For a near 50:50 JV with equal Board seat allocations, misaligned partner perspectives can stall or even severely damage JV performance. Contradictory decision-making styles and cultures, along with conflicting strategic drivers and dissimilar partnership resumes, can further exacerbate governance challenges. Consider this: while Allscripts will commit viable business assets to the JV – its Allscripts Homecare business, its transition services via contracts, and its intellectual property via licensing agreements – GI Partners is likely to control the funding necessary for the JV’s growth.

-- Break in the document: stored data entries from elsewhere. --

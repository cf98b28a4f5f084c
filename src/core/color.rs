/// Clamps a fill fraction to `[0, 1]`; NaN becomes 0.
///
/// Both the gauge colour and the visible arc length go through this, so the
/// hue can never wrap past red or green.
pub fn clamp_fill(fill: f64) -> f64 {
    if fill.is_nan() {
        0.0
    } else {
        fill.clamp(0.0, 1.0)
    }
}

/// Green (120) at an empty gauge down to red (0) at a full one.
pub fn hue(fill: f64) -> f64 {
    (1.0 - clamp_fill(fill)) * 120.0
}

pub fn color(fill: f64) -> String {
    format!("hsl({},100%,50%)", hue(fill))
}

Moreover, the JV Operating Agreement features non-compete arrangements to prevent the JV from cannibalizing parts of Allscripts’ core business. In an unfavorable light, those arrangements could be viewed as unduly restrictive on the JV’s scope and growth path.
This is all to say that the Allscripts-GI Partners joint venture might be set up for success, but only if success is defined as a full acquisition of Netsmart by Allscripts. Ultimately, the business must first survive a trial period as a joint venture.